De chef weet van wanten
Het moge duidelijk zijn: Instock is anders dan andere restaurants. De menukaart is vervangen door een krijtbord en de bediening hoeft geen bestelling op te nemen. Hier eet je wat de pot schaft en komt het eten vanzelf naar je toe. Met een fijne, rode wijn laten mijn tafelgenoot en ik de drie gangen op ons af komen. De gerechten zijn duidelijk geïmproviseerd – waar vind je nog meer een salade bestaande uit boontjes, asperges, witlof, radijsjes, spinazie en amandelen? – maar kloppen wel. De chef weet van wanten. Het personeel is druk in de weer, maar toch staat de chef van de dag open voor een praatje. “We moeten het doen met de groenten die we krijgen”, zegt ze. “Als ik naar de oogst van de dag kijk, dan zie ik meteen smaakcombinaties, ingrediënten die bij elkaar passen.
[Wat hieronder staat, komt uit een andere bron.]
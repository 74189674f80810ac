//! `render` command: bbox → stitched image plus JSON sidecar.

use std::path::{Path, PathBuf};

use clap::Args;
use image::{DynamicImage, ImageFormat};
use tilestitch::logging::{default_log_dir, init_logging, LoggingGuard, DEFAULT_LOG_FILE};
use tilestitch::mosaic::Mosaic;
use tilestitch::service::MosaicService;
use tracing::info;

use super::common::{load_config, service_config, BboxArg};
use crate::error::CliError;

/// Arguments for `tilestitch render`.
#[derive(Debug, Args)]
pub struct RenderArgs {
    #[command(flatten)]
    pub bbox: BboxArg,

    /// Target width in pixels, used to select the zoom level
    #[arg(long, default_value = "1024")]
    pub width: u32,

    /// Target height in pixels, used to select the zoom level
    #[arg(long, default_value = "1024")]
    pub height: u32,

    /// Use this zoom level instead of selecting one from the target size
    #[arg(long)]
    pub zoom: Option<u8>,

    /// Tile server URL template with {x}, {y} and {z} placeholders
    #[arg(long)]
    pub template: Option<String>,

    /// Tile cache directory
    #[arg(long)]
    pub cache_dir: Option<PathBuf>,

    /// Output image path (format from extension: .png, .jpg, .tif, ...)
    #[arg(long, short)]
    pub output: PathBuf,

    /// Do not write the JSON sidecar next to the image
    #[arg(long)]
    pub no_sidecar: bool,
}

/// Run the render command.
pub fn run(args: RenderArgs, config_path: Option<&Path>) -> Result<(), CliError> {
    let _guard = init_cli_logging()?;

    let file = load_config(config_path)?;
    let config = service_config(&file, args.template.as_deref(), args.cache_dir.clone())?;
    let bbox = args.bbox.to_bbox()?;

    info!(cache = %config.cache_directory().display(), template = %config.template(), "Starting render");

    let service = MosaicService::new(config).map_err(CliError::ServiceCreation)?;
    let mosaic = match args.zoom {
        Some(zoom) => service.render_at_zoom(&bbox, zoom)?,
        None => service.render(&bbox, args.width, args.height)?,
    };

    save_image(&mosaic, &args.output)?;
    if !args.no_sidecar {
        save_sidecar(&mosaic, &sidecar_path(&args.output))?;
    }

    let (xmin, ymax, xmax, ymin) = mosaic.extent();
    println!("Wrote {}", args.output.display());
    println!(
        "  Zoom:   {} ({} tiles, {} missing)",
        mosaic.zoom(),
        mosaic.range.len(),
        mosaic.tiles_missing
    );
    println!("  Size:   {}x{}", mosaic.image.width(), mosaic.image.height());
    println!("  Extent: {:.6} {:.6} {:.6} {:.6}", xmin, ymax, xmax, ymin);
    println!("  Cache:  {}", service.cache_stats());

    Ok(())
}

fn init_cli_logging() -> Result<LoggingGuard, CliError> {
    init_logging(&default_log_dir(), DEFAULT_LOG_FILE)
        .map_err(|e| CliError::LoggingInit(e.to_string()))
}

/// `map.png` → `map.png.json`
pub fn sidecar_path(output: &Path) -> PathBuf {
    let mut name = output.as_os_str().to_owned();
    name.push(".json");
    PathBuf::from(name)
}

fn save_image(mosaic: &Mosaic, path: &Path) -> Result<(), CliError> {
    let write_error = |e: image::ImageError| CliError::FileWrite {
        path: path.to_path_buf(),
        error: e.to_string(),
    };

    match ImageFormat::from_path(path) {
        // JPEG has no alpha channel
        Ok(ImageFormat::Jpeg) => DynamicImage::ImageRgba8(mosaic.image.clone())
            .to_rgb8()
            .save(path)
            .map_err(write_error),
        _ => mosaic.image.save(path).map_err(write_error),
    }
}

fn save_sidecar(mosaic: &Mosaic, path: &Path) -> Result<(), CliError> {
    let write_error = |error: String| CliError::FileWrite {
        path: path.to_path_buf(),
        error,
    };
    let json =
        serde_json::to_string_pretty(&mosaic.metadata()).map_err(|e| write_error(e.to_string()))?;
    std::fs::write(path, json).map_err(|e| write_error(e.to_string()))
}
We kopen ook wel andere dingen in, maar zo min mogelijk. Bijvoorbeeld olie om in te bakken, of de room die is gebruikt voor het toetje.”
Na de zomerse salade wordt een stoofpotje voorgeschoteld met onder meer broccoli, aardappelen en worst. We eindigen het diner met een luchtige blauwe bessentaart, waarvan de bodem bestaat uit krentenbollen. Uiteindelijk, twee uur na binnenkomst, is de schijf van vijf voltooid. Ik ga naar huis met een gevuld gevoel, dat niet alleen volgt uit het smakelijke eten, maar ook uit eten voor een goed doel.